Madeleine looked at it and drew back a little, the corners of her mouth turned down. “It’s as if… as if it got broken, then somebody stuck it together again-not all that carefully, either-and then stuck all this…” She gestured at the roughened area. “… all this gunk on it to keep it from coming apart again.”

Gideon nodded, smiling. “That’s a pretty good description of what happened, Madeleine. The femur was broken, all right, and then it healed on its own. This ‘gunk’ is the protective callus that forms around a break after a couple of months. If the ends of the pieces don’t quite match up, as they don’t here, it temporarily builds up even more to add strength. This is probably what your doctor thought was a sign of disease.”

“What’s it made of?”

“Bone. Lamellar bone, stronger than the original.” He fingered it. “I don’t think it happened too long before he died.
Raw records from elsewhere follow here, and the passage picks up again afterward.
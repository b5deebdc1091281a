//! Route table: URL paths, their screens, and who may visit them.

use smilecare_http::types::Role;
use yew_router::prelude::*;

#[derive(Clone, Routable, Debug, PartialEq)]
pub enum Route {
    #[at("/")]
    Home,
    #[at("/login")]
    Login,
    #[at("/register")]
    Register,
    #[at("/schedule")]
    Schedule,
    #[at("/appointments")]
    Appointments,
    #[at("/dentists")]
    Dentists,
    #[at("/services")]
    Services,
    #[not_found]
    #[at("/404")]
    NotFound,
}

/// Who may visit a route.
#[derive(Clone, Copy, Debug, PartialEq, Eq)]
pub enum RouteAccess {
    Public,
    Authenticated,
    RoleOnly(Role),
}

impl Route {
    pub fn access(&self) -> RouteAccess {
        match self {
            Route::Home | Route::Login | Route::Register | Route::NotFound => RouteAccess::Public,
            Route::Appointments => RouteAccess::Authenticated,
            Route::Schedule => RouteAccess::RoleOnly(Role::Patient),
            Route::Dentists | Route::Services => RouteAccess::RoleOnly(Role::Dentist),
        }
    }
}
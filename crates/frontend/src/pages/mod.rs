mod appointments;
mod dentists;
mod home;
mod login;
mod not_found;
mod register;
mod schedule;
mod services;

pub use appointments::Appointments;
pub use dentists::Dentists;
pub use home::Home;
pub use login::Login;
pub use not_found::NotFound;
pub use register::Register;
pub use schedule::Schedule;
pub use services::Services;
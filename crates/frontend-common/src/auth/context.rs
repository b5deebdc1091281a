//! Global session context and provider
//!
//! The session lifecycle is an explicit tagged variant: the UI is either
//! still resolving the stored token, holds an identity, or is anonymous.
//! While resolving, the provider renders a blocking loading screen and no
//! routes at all.

use crate::components::LoadingScreen;
use crate::config::AuthConfig;
use crate::cookie;
use crate::services::AuthApiService;
use smilecare_http::types::{Role, UserInfo};
use std::rc::Rc;
use yew::prelude::*;

/// Where the session currently stands.
#[derive(Clone, Debug, PartialEq)]
pub enum SessionPhase {
    /// The verify-token call issued on load has not come back yet.
    Resolving,
    Authenticated(UserInfo),
    Anonymous,
}

impl SessionPhase {
    pub fn identity(&self) -> Option<&UserInfo> {
        match self {
            Self::Authenticated(user) => Some(user),
            _ => None,
        }
    }

    pub fn is_authenticated(&self) -> bool {
        matches!(self, Self::Authenticated(_))
    }
}

/// Session state transitions. Cookie side effects live here so every writer
/// goes through the same path.
pub enum SessionAction {
    /// The initial verify-token call resolved.
    Resolved(Option<UserInfo>),
    /// Login succeeded; store the token and the identity.
    LoggedIn { user: UserInfo, token: String },
    LoggedOut,
}

/// Session context
pub type SessionContext = UseReducerHandle<SessionState>;

#[derive(Clone, Debug, PartialEq)]
pub struct SessionState {
    pub phase: SessionPhase,
}

impl Default for SessionState {
    fn default() -> Self {
        Self {
            phase: SessionPhase::Resolving,
        }
    }
}

impl Reducible for SessionState {
    type Action = SessionAction;

    fn reduce(self: Rc<Self>, action: Self::Action) -> Rc<Self> {
        match action {
            SessionAction::Resolved(user) => Rc::new(Self {
                phase: match user {
                    Some(user) => SessionPhase::Authenticated(user),
                    None => SessionPhase::Anonymous,
                },
            }),
            SessionAction::LoggedIn { user, token } => {
                cookie::set(
                    AuthConfig::TOKEN_COOKIE,
                    &token,
                    AuthConfig::TOKEN_MAX_AGE_SECS,
                );
                Rc::new(Self {
                    phase: SessionPhase::Authenticated(user),
                })
            }
            SessionAction::LoggedOut => {
                cookie::delete(AuthConfig::TOKEN_COOKIE);
                cookie::delete(AuthConfig::REFRESH_COOKIE);
                Rc::new(Self {
                    phase: SessionPhase::Anonymous,
                })
            }
        }
    }
}

/// Session provider props
#[derive(Properties, PartialEq)]
pub struct SessionProviderProps {
    pub children: Children,
}

/// Session provider component.
///
/// Verifies the stored token once on mount. Any failure is treated as "no
/// session", never as an error banner.
#[function_component(SessionProvider)]
pub fn session_provider(props: &SessionProviderProps) -> Html {
    let session = use_reducer(SessionState::default);

    {
        let session = session.clone();
        use_effect_with((), move |_| {
            wasm_bindgen_futures::spawn_local(async move {
                let user = match AuthApiService::new().verify().await {
                    Ok(user) => Some(user),
                    Err(err) => {
                        log::debug!("session verify failed, treating as logged out: {err}");
                        None
                    }
                };
                session.dispatch(SessionAction::Resolved(user));
            });
            || ()
        });
    }

    // Blocking gate: nothing renders until the session resolves.
    if session.phase == SessionPhase::Resolving {
        return html! { <LoadingScreen /> };
    }

    html! {
        <ContextProvider<SessionContext> context={session}>
            {props.children.clone()}
        </ContextProvider<SessionContext>>
    }
}

/// Hook to use session context
#[hook]
pub fn use_session() -> SessionContext {
    use_context::<SessionContext>()
        .expect("SessionContext not found. Wrap the component tree in SessionProvider")
}

/// Hook to get the current identity, if any
#[hook]
pub fn use_identity() -> Option<UserInfo> {
    let session = use_session();
    session.phase.identity().cloned()
}

/// Hook to get the current role, if any
#[hook]
pub fn use_role() -> Option<Role> {
    let session = use_session();
    session.phase.identity().and_then(UserInfo::role)
}
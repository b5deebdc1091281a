use yew::prelude::*;
use yew_router::prelude::*;

use crate::routes::Route;

#[function_component(NotFound)]
pub fn not_found() -> Html {
    html! {
        <div class="max-w-2xl mx-auto px-4 py-24 text-center">
            <p class="text-6xl font-bold text-teal-600">{"404"}</p>
            <h1 class="text-xl font-semibold text-gray-900 mt-4">{"Page not found"}</h1>
            <p class="text-gray-500 mt-2">{"The page you are looking for does not exist."}</p>
            <Link<Route> to={Route::Home}
                classes="inline-block mt-6 px-4 py-2 bg-teal-600 text-white rounded-lg hover:bg-teal-700">
                {"Back to home"}
            </Link<Route>>
        </div>
    }
}
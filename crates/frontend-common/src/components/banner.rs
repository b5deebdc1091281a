//! Inline alert banners for form and mutation feedback

use yew::prelude::*;

#[derive(Properties, Clone, PartialEq)]
pub struct BannerProps {
    pub message: String,
}

#[function_component(ErrorBanner)]
pub fn error_banner(props: &BannerProps) -> Html {
    html! {
        <div class="mb-4 p-4 bg-red-50 border border-red-200 rounded-md" role="alert">
            <p class="text-sm text-red-700 m-0">{&props.message}</p>
        </div>
    }
}

#[function_component(SuccessBanner)]
pub fn success_banner(props: &BannerProps) -> Html {
    html! {
        <div class="mb-4 p-4 bg-green-50 border border-green-200 rounded-md" role="alert">
            <p class="text-sm text-green-700 m-0">{&props.message}</p>
        </div>
    }
}
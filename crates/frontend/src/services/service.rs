//! Service registry service

use reqwest::Method;
use smilecare_frontend_common::client::authed_client;
use smilecare_http::types::{ApiResponse, ServiceInfo, ServicePayload};
use smilecare_http::ClientError;

#[derive(Clone)]
pub struct ServiceRegistryService;

impl ServiceRegistryService {
    pub fn new() -> Self {
        Self
    }

    /// List the full service collection.
    pub async fn list(&self) -> Result<Vec<ServiceInfo>, ClientError> {
        let client = authed_client()?;
        let response: ApiResponse<Vec<ServiceInfo>> = client
            .execute(client.request(Method::GET, "/api/services"))
            .await?;
        Ok(response.data)
    }

    /// Create a new service.
    pub async fn create(&self, description: String) -> Result<(), ClientError> {
        let client = authed_client()?;
        let _: ApiResponse<serde_json::Value> = client
            .execute(
                client
                    .request(Method::POST, "/api/services")
                    .json(&ServicePayload { description }),
            )
            .await?;
        Ok(())
    }

    /// Update a service's description.
    pub async fn update(&self, service_id: i64, description: String) -> Result<(), ClientError> {
        let client = authed_client()?;
        let _: ApiResponse<serde_json::Value> = client
            .execute(
                client
                    .request(Method::PUT, &format!("/api/services/{service_id}"))
                    .json(&ServicePayload { description }),
            )
            .await?;
        Ok(())
    }

    /// Delete a service.
    pub async fn delete(&self, service_id: i64) -> Result<(), ClientError> {
        let client = authed_client()?;
        let _: ApiResponse<serde_json::Value> = client
            .execute(client.request(Method::DELETE, &format!("/api/services/{service_id}")))
            .await?;
        Ok(())
    }
}

impl Default for ServiceRegistryService {
    fn default() -> Self {
        Self::new()
    }
}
The callus is still pretty big. Very little resorption. A year, maybe less.”

Tentatively following his example, she touched it too and was surprised. “It’s jagged. It’s sharp. Wouldn’t that have been painful?”

“Oh, no doubt about it. The musculature around it would have been inflamed and probably infected. He’d have been in constant pain, and he’d surely have had difficulty walking. This leg would have been a couple of inches shorter than the other. I wouldn’t be surprised if he was on crutches.”
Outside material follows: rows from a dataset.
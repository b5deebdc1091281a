//! Top navigation bar with role-aware links.

use smilecare_frontend_common::auth::{use_session, SessionAction, SessionPhase};
use smilecare_frontend_common::services::AuthApiService;
use smilecare_http::types::Role;
use wasm_bindgen_futures::spawn_local;
use yew::prelude::*;
use yew_router::prelude::*;

use crate::routes::Route;

#[function_component(Navigation)]
pub fn navigation() -> Html {
    let session = use_session();
    let navigator = use_navigator().expect("navigator available under BrowserRouter");

    let on_logout = {
        let session = session.clone();
        let navigator = navigator.clone();
        Callback::from(move |_| {
            let session = session.clone();
            let navigator = navigator.clone();
            spawn_local(async move {
                // Server-side revocation is best effort; the cookie is
                // cleared locally either way.
                if let Err(err) = AuthApiService::new().logout().await {
                    log::debug!("logout request failed: {err}");
                }
                session.dispatch(SessionAction::LoggedOut);
                navigator.push(&Route::Home);
            });
        })
    };

    let links = match &session.phase {
        SessionPhase::Authenticated(user) => {
            let role = user.role();
            html! {
                <>
                    <Link<Route> to={Route::Appointments} classes="hover:text-teal-600">
                        {"Appointments"}
                    </Link<Route>>
                    if role == Some(Role::Patient) {
                        <Link<Route> to={Route::Schedule} classes="hover:text-teal-600">
                            {"Book"}
                        </Link<Route>>
                    }
                    if role == Some(Role::Dentist) {
                        <Link<Route> to={Route::Dentists} classes="hover:text-teal-600">
                            {"Dentists"}
                        </Link<Route>>
                        <Link<Route> to={Route::Services} classes="hover:text-teal-600">
                            {"Services"}
                        </Link<Route>>
                    }
                    <button onclick={on_logout}
                        class="px-3 py-1.5 bg-teal-600 text-white rounded-lg hover:bg-teal-700">
                        {"Log out"}
                    </button>
                </>
            }
        }
        _ => html! {
            <>
                <Link<Route> to={Route::Login} classes="hover:text-teal-600">
                    {"Log in"}
                </Link<Route>>
                <Link<Route> to={Route::Register}
                    classes="px-3 py-1.5 bg-teal-600 text-white rounded-lg hover:bg-teal-700">
                    {"Sign up"}
                </Link<Route>>
            </>
        },
    };

    html! {
        <nav class="bg-white border-b border-gray-200">
            <div class="max-w-5xl mx-auto px-4 h-14 flex items-center justify-between">
                <Link<Route> to={Route::Home} classes="text-lg font-bold text-teal-700">
                    {"SmileCare"}
                </Link<Route>>
                <div class="flex items-center gap-4 text-sm text-gray-700">
                    { links }
                </div>
            </div>
        </nav>
    }
}
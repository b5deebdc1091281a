mod appointment_card;
mod confirm_modal;
mod dashboard;
mod navigation;

pub use appointment_card::AppointmentCard;
pub use confirm_modal::ConfirmModal;
pub use dashboard::{DentistDashboard, PatientDashboard};
pub use navigation::Navigation;
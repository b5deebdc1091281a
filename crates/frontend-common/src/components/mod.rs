mod banner;
mod empty_state;
mod spinner;

pub use banner::{ErrorBanner, SuccessBanner};
pub use empty_state::EmptyState;
pub use spinner::{LoadingScreen, LoadingSpinner as Spinner};
mod appointment;
mod dentist;
mod service;

pub use appointment::AppointmentService;
pub use dentist::DentistService;
pub use service::ServiceRegistryService;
“And yet here he was off in the Scillies, far from home, wherever home was. A soldier. Marching.” She shook her head. “The poor man.”

“He had other problems. Look at this.” He proffered another bone.

She complied. “How interesting. Er, what exactly am I looking at?”

“This is a right forearm bone, the radius.” He laid his finger on a point halfway down the shaft. “Now look at this.”

“Oh, I see,” she said, peering at the spot near which he’d laid his finger. “That’s another callus, isn’t it? A smaller one, though. This is a healed fracture too, although it’s not as bad as the other.”

“The callus isn’t as big, no, but the injury is worse. See how the bone below it has this sort of swollen look? That’s not normal.”

“I’ll take your word for it.”

“Okay, see this hole?” He inserted the tip of a ballpoint pen into a small, smoothly rounded opening just below the callus.

“Isn’t that a natural foramen of some kind? It doesn’t look like a puncture.”

“No, it’s not, but it’s not exactly natural, either; that is, he wasn’t born with it. It’s a reaction to infection, to serious infection; an opening to let the pus drain from inside it. In other words, the fracture healed fine, yes, but the bone got infected-and stayed infected. I imagine this poor old guy was just one mass of infection and pain. That might well be what killed him.”

She shivered. “I’m beginning to be sorry I asked you to do this.”

“Well, you know, war isn’t-” Whatever homily had been on his tongue stopped in mid-sentence. “Oh, Lordy,” he said.

Madeleine cringed. “What now, or don’t I want to know?”